Persisting, I asked, "Are you pleased with the outcome of yesterday's election?"

Shirin reluctantly surrendered her opinion. "Days, no weeks even, before Iranians went to the polls to elect 'Mo-mie' president, your President Bush declared our election process rigged. He said no matter what the outcome, Iran would be truly ruled by men who 'spread terror across the world.' Hardliner, moderate, it doesn't matter to your Bush. After the election we would all become terrorists," crushing out her smoke and lighting another.

"And do you really believe that?" I inquired.

"Why not? If Bush says our election results are rigged, who should doubt him? Rigged elections are the forte in which your Bush excels. If the fix was in he, of all people, should know. As to us all being labelled terrorists regardless of who won, I disagree. We're terrorists no more than all Americans are terrorists because Bush stole another election."

"I notice you're chain smoking?" I had to ask.

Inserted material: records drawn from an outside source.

// ============================================================================
// EVENT BUS - topic -> ordered list of handlers
// ============================================================================
// Dispatch is synchronous: every handler registered on the topic when
// publish() is called runs before publish() returns, in subscription order.
// Nothing is retained, late subscribers never see earlier events.
// ============================================================================

use std::cell::RefCell;
use std::collections::HashMap;
use std::rc::{Rc, Weak};

use serde::de::DeserializeOwned;
use serde::Serialize;
use serde_json::Value;

type Handler = Rc<dyn Fn(&Value)>;

#[derive(Default)]
struct Registry {
    next_id: u64,
    topics: HashMap<String, Vec<(u64, Handler)>>,
}

/// Application-wide publish/subscribe channel keyed by topic name
#[derive(Clone, Default)]
pub struct EventBus {
    registry: Rc<RefCell<Registry>>,
}

impl EventBus {
    pub fn new() -> Self {
        Self::default()
    }

    /// Deliver `detail` to every current subscriber of `topic`
    pub fn publish(&self, topic: &str, detail: Value) {
        // Snapshot so handlers can publish or (un)subscribe re-entrantly
        let handlers: Vec<Handler> = {
            let registry = self.registry.borrow();
            match registry.topics.get(topic) {
                Some(list) => list.iter().map(|(_, handler)| handler.clone()).collect(),
                None => Vec::new(),
            }
        };

        if handlers.is_empty() {
            log::debug!("📭 [BUS] {} (no subscribers)", topic);
            return;
        }

        log::debug!("📣 [BUS] {} -> {} subscriber(s)", topic, handlers.len());
        for handler in handlers {
            handler(&detail);
        }
    }

    /// Serialize a record and publish it
    pub fn publish_record<T: Serialize>(&self, topic: &str, record: &T) {
        match serde_json::to_value(record) {
            Ok(detail) => self.publish(topic, detail),
            Err(e) => log::error!("❌ [BUS] Could not serialize payload for {}: {}", topic, e),
        }
    }

    /// Register `handler` on `topic`. The handler stays registered until the
    /// returned subscription is dropped.
    #[must_use = "dropping the Subscription unsubscribes the handler"]
    pub fn subscribe<F>(&self, topic: &str, handler: F) -> Subscription
    where
        F: Fn(&Value) + 'static,
    {
        let id = {
            let mut registry = self.registry.borrow_mut();
            let id = registry.next_id;
            registry.next_id += 1;
            registry
                .topics
                .entry(topic.to_string())
                .or_default()
                .push((id, Rc::new(handler)));
            id
        };

        Subscription {
            registry: Rc::downgrade(&self.registry),
            topic: topic.to_string(),
            id,
            active: true,
        }
    }

    #[cfg(test)]
    pub fn subscriber_count(&self, topic: &str) -> usize {
        self.registry
            .borrow()
            .topics
            .get(topic)
            .map(Vec::len)
            .unwrap_or(0)
    }
}

/// Decode an event payload into a typed record
pub fn decode_detail<T: DeserializeOwned>(detail: &Value) -> Option<T> {
    match serde_json::from_value(detail.clone()) {
        Ok(record) => Some(record),
        Err(e) => {
            log::warn!("⚠️ [BUS] Unexpected event payload: {}", e);
            None
        }
    }
}

/// Handle to a registered handler
pub struct Subscription {
    registry: Weak<RefCell<Registry>>,
    topic: String,
    id: u64,
    active: bool,
}

impl Subscription {
    /// Keep the handler registered for the lifetime of the bus
    pub fn forget(mut self) {
        self.active = false;
    }

    fn release(&mut self) {
        if !self.active {
            return;
        }
        self.active = false;

        let Some(registry) = self.registry.upgrade() else {
            return;
        };
        let mut registry = registry.borrow_mut();
        if let Some(list) = registry.topics.get_mut(&self.topic) {
            list.retain(|(id, _)| *id != self.id);
            if list.is_empty() {
                registry.topics.remove(&self.topic);
            }
        }
    }
}

impl Drop for Subscription {
    fn drop(&mut self) {
        self.release();
    }
}

#[cfg(test)]
mod tests {
    use super::*;
    use serde_json::json;

    fn recorder() -> (Rc<RefCell<Vec<String>>>, impl Fn(&str) -> Box<dyn Fn(&Value)>) {
        let log = Rc::new(RefCell::new(Vec::new()));
        let log_for_handlers = log.clone();
        let make = move |name: &str| {
            let log = log_for_handlers.clone();
            let name = name.to_string();
            Box::new(move |detail: &Value| {
                log.borrow_mut().push(format!("{}:{}", name, detail));
            }) as Box<dyn Fn(&Value)>
        };
        (log, make)
    }

    #[test]
    fn publish_without_subscribers_is_a_no_op() {
        let bus = EventBus::new();
        bus.publish("refresh:data", Value::Null);
        assert_eq!(bus.subscriber_count("refresh:data"), 0);
    }

    #[test]
    fn handlers_receive_the_same_publish_in_subscription_order() {
        let bus = EventBus::new();
        let (log, make) = recorder();

        let _first = bus.subscribe("reload:brand-ads", make("first"));
        let _second = bus.subscribe("reload:brand-ads", make("second"));

        bus.publish("reload:brand-ads", json!(7));

        assert_eq!(*log.borrow(), vec!["first:7".to_string(), "second:7".to_string()]);
    }

    #[test]
    fn unsubscribed_handler_does_not_receive_later_publishes() {
        let bus = EventBus::new();
        let (log, make) = recorder();

        let gone = bus.subscribe("refresh:data", make("gone"));
        let _kept = bus.subscribe("refresh:data", make("kept"));
        drop(gone);

        bus.publish("refresh:data", json!("x"));

        assert_eq!(*log.borrow(), vec!["kept:\"x\"".to_string()]);
        assert_eq!(bus.subscriber_count("refresh:data"), 1);
    }

    #[test]
    fn dropping_the_subscription_unsubscribes() {
        let bus = EventBus::new();
        let (log, make) = recorder();

        {
            let _scoped = bus.subscribe("drawer:users:edit", make("scoped"));
            assert_eq!(bus.subscriber_count("drawer:users:edit"), 1);
        }

        bus.publish("drawer:users:edit", Value::Null);
        assert!(log.borrow().is_empty());
        assert_eq!(bus.subscriber_count("drawer:users:edit"), 0);
    }

    #[test]
    fn forgotten_subscription_stays_registered() {
        let bus = EventBus::new();
        let (log, make) = recorder();

        bus.subscribe("refresh:data", make("app")).forget();
        bus.publish("refresh:data", json!(1));

        assert_eq!(log.borrow().len(), 1);
    }

    #[test]
    fn topics_are_matched_exactly() {
        let bus = EventBus::new();
        let (log, make) = recorder();

        let _sub = bus.subscribe("reload:brand-ads", make("ads"));
        bus.publish("reload:brand", Value::Null);
        bus.publish("reload:brand-ads-extra", Value::Null);

        assert!(log.borrow().is_empty());
    }

    #[test]
    fn handler_may_publish_re_entrantly() {
        let bus = EventBus::new();
        let (log, make) = recorder();

        let inner_bus = bus.clone();
        let _chain = bus.subscribe("confirmation:brand:campaigns:delete", move |_| {
            inner_bus.publish("reload:brand-ads", json!("chained"));
        });
        let _ads = bus.subscribe("reload:brand-ads", make("ads"));

        bus.publish("confirmation:brand:campaigns:delete", json!({"id": 3}));

        assert_eq!(*log.borrow(), vec!["ads:\"chained\"".to_string()]);
    }

    #[test]
    fn subscription_outliving_the_bus_drops_cleanly() {
        let bus = EventBus::new();
        let sub = bus.subscribe("refresh:data", |_| {});
        drop(bus);
        drop(sub);
    }

    #[test]
    fn decode_detail_reads_typed_payloads() {
        #[derive(serde::Deserialize, PartialEq, Debug)]
        struct Payload {
            id: u32,
        }

        assert_eq!(decode_detail::<Payload>(&json!({"id": 4})), Some(Payload { id: 4 }));
        assert_eq!(decode_detail::<Payload>(&json!("new")), None);
    }
}
use serde::{Deserialize, Serialize};
use serde_json::{Map, Value};

use crate::models::id;

#[derive(Clone, Debug, Default, PartialEq, Serialize, Deserialize)]
#[serde(rename_all = "camelCase")]
pub struct Brand {
    #[serde(default, alias = "_id", deserialize_with = "id::optional", skip_serializing_if = "Option::is_none")]
    pub id: Option<String>,
    #[serde(default)]
    pub name: Option<String>,
    #[serde(default)]
    pub website: Option<String>,
    #[serde(default)]
    pub logo_url: Option<String>,
    #[serde(default)]
    pub description: Option<String>,
    #[serde(default, skip_serializing_if = "Option::is_none")]
    pub created_at: Option<String>,
    #[serde(flatten)]
    pub extra: Map<String, Value>,
}

/// A user attached to a brand's campaign workspace
#[derive(Clone, Debug, Default, PartialEq, Serialize, Deserialize)]
#[serde(rename_all = "camelCase")]
pub struct BrandMember {
    #[serde(default, alias = "_id", deserialize_with = "id::optional", skip_serializing_if = "Option::is_none")]
    pub id: Option<String>,
    #[serde(default)]
    pub first_name: Option<String>,
    #[serde(default)]
    pub last_name: Option<String>,
    #[serde(default)]
    pub email: Option<String>,
    /// Workspace role, e.g. `owner`, `editor`, `viewer`
    #[serde(default)]
    pub member_role: Option<String>,
    #[serde(flatten)]
    pub extra: Map<String, Value>,
}
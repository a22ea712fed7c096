// ============================================================================
// CATALOG ADMIN - browser dashboard for the catalog marketplace
// ============================================================================
// Layers:
// - views: build DOM, forward input
// - viewmodels: UI state and coordination (lists, drawers, guard, session)
// - services: talk to the remote API
// - state: process-wide stores with change notification
// - events: in-process publish/subscribe bus
// - models: records exchanged with the backend
// ============================================================================

mod app;
mod config;
mod dom;
mod events;
mod models;
mod router;
mod services;
mod state;
mod utils;
mod viewmodels;
mod views;

use std::cell::RefCell;

use wasm_bindgen::prelude::*;

use crate::app::App;
use crate::config::CONFIG;

thread_local! {
    static APP: RefCell<Option<App>> = const { RefCell::new(None) };
}

#[wasm_bindgen(start)]
pub fn main() -> Result<(), JsValue> {
    console_error_panic_hook::set_once();

    let level = if CONFIG.is_logging_enabled() {
        log::Level::Debug
    } else {
        log::Level::Warn
    };
    wasm_logger::init(wasm_logger::Config::new(level));
    log::info!("🚀 Catalog admin starting ({})", CONFIG.environment);

    let app = App::new()?;
    app.start()?;

    APP.with(|cell| {
        *cell.borrow_mut() = Some(app);
    });
    Ok(())
}

/// Ask every mounted list to fetch again (callable from JavaScript)
#[wasm_bindgen]
pub fn refresh_data() {
    APP.with(|cell| {
        if let Some(app) = cell.borrow().as_ref() {
            app.state()
                .bus
                .publish(events::topics::REFRESH_DATA, serde_json::Value::Null);
        }
    });
}
// ============================================================================
// LOOK PRODUCTS - drag-and-drop ordering of the products inside a look
// ============================================================================

use std::cell::RefCell;
use std::rc::Rc;

use serde_json::json;
use wasm_bindgen_futures::spawn_local;

use crate::events::EventBus;
use crate::models::{Look, LookProduct};
use crate::services::resource_service;
use crate::services::{endpoints, ApiClient, ApiRequest, HttpMethod};
use crate::state::Subscribers;
use crate::utils::notify::{notify_error, notify_success};

/// Move the element at `from` so it ends up at index `to`.
/// Out-of-range indices and no-op moves return false.
pub fn move_item<T>(items: &mut Vec<T>, from: usize, to: usize) -> bool {
    if from == to || from >= items.len() || to >= items.len() {
        return false;
    }
    let item = items.remove(from);
    items.insert(to, item);
    true
}

#[derive(Clone, Debug, Default)]
pub struct ReorderState<T> {
    pub items: Vec<T>,
    pub dragging: Option<usize>,
    /// Order differs from what the server has
    pub dirty: bool,
    pub is_processing: bool,
}

impl<T> ReorderState<T> {
    pub fn new(items: Vec<T>) -> Self {
        Self {
            items,
            dragging: None,
            dirty: false,
            is_processing: false,
        }
    }

    pub fn start(&mut self, index: usize) {
        if index < self.items.len() {
            self.dragging = Some(index);
        }
    }

    pub fn drop_on(&mut self, index: usize) -> bool {
        let Some(from) = self.dragging.take() else {
            return false;
        };
        let moved = move_item(&mut self.items, from, index);
        self.dirty |= moved;
        moved
    }
}

/// Order update for a look: `PUT /looks/{id}` with the product ids in order
pub fn order_request(look_id: &str, products: &[LookProduct]) -> ApiRequest {
    let ids: Vec<&str> = products.iter().filter_map(|product| product.id.as_deref()).collect();
    ApiRequest {
        data: Some(json!({ "productIds": ids })),
        ..ApiRequest::new(HttpMethod::Put, endpoints::looks().item(look_id))
    }
}

#[derive(Clone)]
pub struct LookProductsViewModel {
    look_id: Option<String>,
    state: Rc<RefCell<ReorderState<LookProduct>>>,
    subscribers: Subscribers,
}

impl LookProductsViewModel {
    pub fn new(look: &Look) -> Self {
        Self {
            look_id: look.id.clone(),
            state: Rc::new(RefCell::new(ReorderState::new(look.products.clone()))),
            subscribers: Subscribers::default(),
        }
    }

    pub fn state(&self) -> ReorderState<LookProduct> {
        self.state.borrow().clone()
    }

    pub fn start_drag(&self, index: usize) {
        self.state.borrow_mut().start(index);
    }

    pub fn drop_on(&self, index: usize) {
        let moved = self.state.borrow_mut().drop_on(index);
        if moved {
            self.subscribers.notify();
        }
    }

    pub fn save(&self, api: &ApiClient, bus: &EventBus, reload_topic: &'static str) {
        let Some(look_id) = self.look_id.clone() else {
            return;
        };
        let request = {
            let mut state = self.state.borrow_mut();
            if !state.dirty || state.is_processing {
                return;
            }
            state.is_processing = true;
            order_request(&look_id, &state.items)
        };
        self.subscribers.notify();

        let this = self.clone();
        let api = api.clone();
        let bus = bus.clone();
        spawn_local(async move {
            let result = resource_service::send(&api, request).await;
            {
                let mut state = this.state.borrow_mut();
                state.is_processing = false;
                if result.is_ok() {
                    state.dirty = false;
                }
            }
            this.subscribers.notify();
            match result {
                Ok(_) => {
                    notify_success("Product order saved");
                    bus.publish(reload_topic, serde_json::Value::Null);
                }
                Err(error) => notify_error(&error.user_message()),
            }
        });
    }

    pub fn subscribe<F>(&self, callback: F)
    where
        F: Fn() + 'static,
    {
        self.subscribers.add(callback);
    }

    /// Stop repainting; a save already in flight still completes
    pub fn detach(&self) {
        self.subscribers.clear();
    }
}
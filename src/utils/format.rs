// Display helpers for API values

use chrono::{DateTime, NaiveDate, Utc};

/// `2024-03-05T10:00:00Z` -> `Mar 5, 2024`. Unparseable input is shown as-is.
pub fn format_date(raw: &str) -> String {
    if let Ok(parsed) = DateTime::parse_from_rfc3339(raw) {
        return parsed.with_timezone(&Utc).format("%b %-d, %Y").to_string();
    }
    if let Ok(parsed) = NaiveDate::parse_from_str(raw, "%Y-%m-%d") {
        return parsed.format("%b %-d, %Y").to_string();
    }
    raw.to_string()
}

pub fn format_optional_date(raw: Option<&str>) -> String {
    raw.map(format_date).unwrap_or_else(|| "—".to_string())
}

/// Amounts arrive in minor units (cents)
pub fn format_money(cents: Option<i64>) -> String {
    match cents {
        Some(cents) => {
            let sign = if cents < 0 { "-" } else { "" };
            let cents = cents.unsigned_abs();
            format!("{}${}.{:02}", sign, cents / 100, cents % 100)
        }
        None => "—".to_string(),
    }
}
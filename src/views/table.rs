// ============================================================================
// TABLE VIEW - search box, rows and pagination for one ListViewModel
// ============================================================================

use std::rc::Rc;

use wasm_bindgen::prelude::*;
use wasm_bindgen::JsCast;
use web_sys::{Element, HtmlInputElement};

use crate::dom::{
    append_child, clear, control_value, fallback_image, on_change, on_click, on_input, ElementBuilder,
};
use crate::events::topics::NEW_RECORD;
use crate::events::{EventBus, TopicSet};
use crate::viewmodels::list_viewmodel::{ListState, ListStatus, ListViewModel};
use crate::viewmodels::resource::Resource;

const PAGE_SIZES: &[u32] = &[10, 20, 50, 100];

/// What a table offers besides listing
pub struct TableOptions<R> {
    pub title: &'static str,
    pub topics: TopicSet,
    pub can_create: bool,
    pub can_edit: bool,
    pub can_delete: bool,
    /// Row title click (e.g. open the detail page)
    pub on_open: Option<Rc<dyn Fn(&R)>>,
}

impl<R> TableOptions<R> {
    pub fn crud(title: &'static str, topics: TopicSet) -> Self {
        Self {
            title,
            topics,
            can_create: true,
            can_edit: true,
            can_delete: true,
            on_open: None,
        }
    }
}

pub fn render_table<R: Resource>(
    list: &ListViewModel<R>,
    bus: &EventBus,
    options: TableOptions<R>,
) -> Result<Element, JsValue> {
    let options = Rc::new(options);
    let state = list.state();

    let search = ElementBuilder::new("input")?
        .class("search-input")
        .attr("type", "search")?
        .attr("placeholder", "Search…")?
        .build();
    if let Some(input) = search.dyn_ref::<HtmlInputElement>() {
        input.set_value(&state.search);
    }
    {
        let list = list.clone();
        on_input(&search, move |text| list.input_search(text))?;
    }

    let toolbar = ElementBuilder::new("div")?
        .class("panel-toolbar")
        .child(ElementBuilder::new("h2")?.text(options.title).build())?
        .child(search)?;
    let toolbar = if options.can_create {
        let add = ElementBuilder::new("button")?
            .class("btn btn-primary")
            .attr("type", "button")?
            .text("New")
            .build();
        let bus = bus.clone();
        let topic = options.topics.drawer;
        on_click(&add, move |_| bus.publish(topic, serde_json::Value::from(NEW_RECORD)))?;
        toolbar.child(add)?
    } else {
        toolbar
    };

    let body = ElementBuilder::new("div")?.class("panel-body").build();
    let footer = ElementBuilder::new("div")?.class("pagination").build();

    let panel = ElementBuilder::new("section")?
        .class("panel")
        .child(toolbar.build())?
        .child(body.clone())?
        .child(footer.clone())?
        .build();

    paint(list, bus, &options, &body, &footer)?;
    {
        let list_for_paint = list.clone();
        let bus = bus.clone();
        list.subscribe(move || {
            if let Err(e) = paint(&list_for_paint, &bus, &options, &body, &footer) {
                log::error!("❌ [TABLE] Render failed: {:?}", e);
            }
        });
    }

    Ok(panel)
}

fn paint<R: Resource>(
    list: &ListViewModel<R>,
    bus: &EventBus,
    options: &TableOptions<R>,
    body: &Element,
    footer: &Element,
) -> Result<(), JsValue> {
    let state = list.state();
    clear(body);
    clear(footer);

    if let Some(error) = &state.error {
        let banner = ElementBuilder::new("div")?.class("banner banner-error").text(error).build();
        append_child(body, &banner)?;
    }

    match state.status() {
        ListStatus::Loading => {
            append_child(body, &ElementBuilder::new("div")?.class("table-loading").text("Loading…").build())?;
        }
        ListStatus::Empty => {
            let message = if state.search.is_empty() {
                "Nothing here yet".to_string()
            } else {
                format!("No results for \"{}\"", state.search)
            };
            append_child(body, &ElementBuilder::new("div")?.class("table-empty").text(&message).build())?;
        }
        ListStatus::Error => {}
        ListStatus::Rows => {
            append_child(body, &render_rows(&state, bus, options)?)?;
        }
    }

    render_pagination(list, &state, footer)
}

fn render_rows<R: Resource>(state: &ListState<R>, bus: &EventBus, options: &TableOptions<R>) -> Result<Element, JsValue> {
    let mut head = ElementBuilder::new("tr")?;
    for column in R::COLUMNS {
        head = head.child(ElementBuilder::new("th")?.text(column.label).build())?;
    }
    if options.can_edit || options.can_delete {
        head = head.child(ElementBuilder::new("th")?.class("actions").build())?;
    }

    let tbody = ElementBuilder::new("tbody")?.build();
    for record in &state.rows {
        append_child(&tbody, &render_row(record, bus, options)?)?;
    }

    let table = ElementBuilder::new("table")?
        .class(if state.loading { "table is-refreshing" } else { "table" })
        .child(ElementBuilder::new("thead")?.child(head.build())?.build())?
        .child(tbody)?
        .build();
    Ok(table)
}

fn render_row<R: Resource>(record: &R, bus: &EventBus, options: &TableOptions<R>) -> Result<Element, JsValue> {
    let row = ElementBuilder::new("tr")?.build();

    for (index, column) in R::COLUMNS.iter().enumerate() {
        let cell = ElementBuilder::new("td")?.build();
        if index == 0 {
            if let Some(src) = record.image() {
                let img = ElementBuilder::new("img")?
                    .class("thumb")
                    .attr("src", src)?
                    .attr("alt", "")?
                    .build();
                fallback_image(&img)?;
                append_child(&cell, &img)?;
            }
        }

        let text = ElementBuilder::new("span")?.text(&record.cell(column.key)).build();
        if index == 0 {
            if let Some(on_open) = options.on_open.clone() {
                text.set_class_name("link");
                let record = record.clone();
                on_click(&text, move |_| on_open(&record))?;
            }
        }
        append_child(&cell, &text)?;
        append_child(&row, &cell)?;
    }

    if options.can_edit || options.can_delete {
        let actions = ElementBuilder::new("td")?.class("actions").build();
        if options.can_edit {
            let edit = ElementBuilder::new("button")?.class("btn btn-small").text("Edit").build();
            let bus = bus.clone();
            let record = record.clone();
            let topic = options.topics.drawer;
            on_click(&edit, move |_| bus.publish_record(topic, &record))?;
            append_child(&actions, &edit)?;
        }
        if options.can_delete {
            let delete = ElementBuilder::new("button")?.class("btn btn-small btn-danger").text("Delete").build();
            let bus = bus.clone();
            let record = record.clone();
            let topic = options.topics.confirmation;
            on_click(&delete, move |_| bus.publish_record(topic, &record))?;
            append_child(&actions, &delete)?;
        }
        append_child(&row, &actions)?;
    }

    Ok(row)
}

fn render_pagination<R: Resource>(list: &ListViewModel<R>, state: &ListState<R>, footer: &Element) -> Result<(), JsValue> {
    let pagination = state.pagination;

    let label = ElementBuilder::new("span")?.class("range").text(&pagination.range_label()).build();

    let prev = ElementBuilder::new("button")?
        .class("btn btn-small")
        .text("‹ Prev")
        .flag("disabled", !pagination.has_prev())?
        .build();
    {
        let list = list.clone();
        let page = pagination.page().saturating_sub(1);
        on_click(&prev, move |_| list.go_to_page(page))?;
    }

    let position = ElementBuilder::new("span")?
        .class("page")
        .text(&format!("Page {} of {}", pagination.page(), pagination.page_count()))
        .build();

    let next = ElementBuilder::new("button")?
        .class("btn btn-small")
        .text("Next ›")
        .flag("disabled", !pagination.has_next())?
        .build();
    {
        let list = list.clone();
        let page = pagination.page() + 1;
        on_click(&next, move |_| list.go_to_page(page))?;
    }

    let sizes = ElementBuilder::new("select")?.class("page-size").build();
    for size in PAGE_SIZES {
        let option = ElementBuilder::new("option")?
            .attr("value", &size.to_string())?
            .text(&format!("{} / page", size))
            .flag("selected", *size == pagination.limit())?
            .build();
        append_child(&sizes, &option)?;
    }
    {
        let list = list.clone();
        let select = sizes.clone();
        on_change(&sizes, move |_| {
            let limit = control_value(&select).and_then(|value| value.parse::<u32>().ok());
            if let Some(limit) = limit {
                list.on_paginate(1, limit);
            }
        })?;
    }

    for child in [label, prev, position, next, sizes] {
        append_child(footer, &child)?;
    }
    Ok(())
}
use std::env;
use std::fs;
use std::path::Path;

fn main() {
    // Settings in .env become compile-time env vars read by config.rs via option_env!
    let env_file = Path::new(".env");

    if env_file.exists() {
        println!("cargo:rerun-if-changed=.env");

        if let Ok(contents) = fs::read_to_string(env_file) {
            for line in contents.lines() {
                let line = line.trim();
                if line.is_empty() || line.starts_with('#') {
                    continue;
                }

                if let Some((key, value)) = line.split_once('=') {
                    let key = key.trim();
                    let value = value.trim().trim_matches('"');

                    // Variables already exported in the shell win over .env
                    if env::var(key).is_err() {
                        println!("cargo:rustc-env={}={}", key, value);
                    }
                }
            }
        }
    } else {
        println!("cargo:warning=No .env file found, using built-in defaults. Copy .env.example to .env to configure the dashboard.");
    }

    println!("cargo:rerun-if-changed=build.rs");
    println!("cargo:rerun-if-changed=.env.example");
}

"Yes, soon all women will be in black chardors." (Note: the Iranian birqa style garb.) "Do you realize the tremendous increased risk of death by fire if you smoke while wearing a chador? Besides, if a burning birqa doesn't get me, Bush's bunker busting bomb will," she rued almost inconsolably.

"I suppose you have a point," I conceded.

Thanking Shirin for granting me a few moments, we parted. In honor of her waning freedoms, I was moved to ask if it might not be appropriate if, instead of shaking hands, I might give her a hug right there in public. She consented.

As Shirin absent mindedly drew another Marlboro and turned to go, I caught the glint from drops of moisture welling in the bottom of her eyes.

Later, trying to call my report into various U.S. news sources such as CBS, CNN, the Times, the Post, I became more frustrated with each unanswered call. I sadly gave up conceding, "They must all have caller ID."

I reflected upon Shirin; teary eyed and afraid of the new world about to unfold about her under her new extremist president, Ahmadinejad. My mind then flashed to "Bush's Brain" extremist Karl Rove. Drops of moisture welling up in him too. Only his were drops of drool; little spittle puddles in the corners of his fiendishly smirking mouth.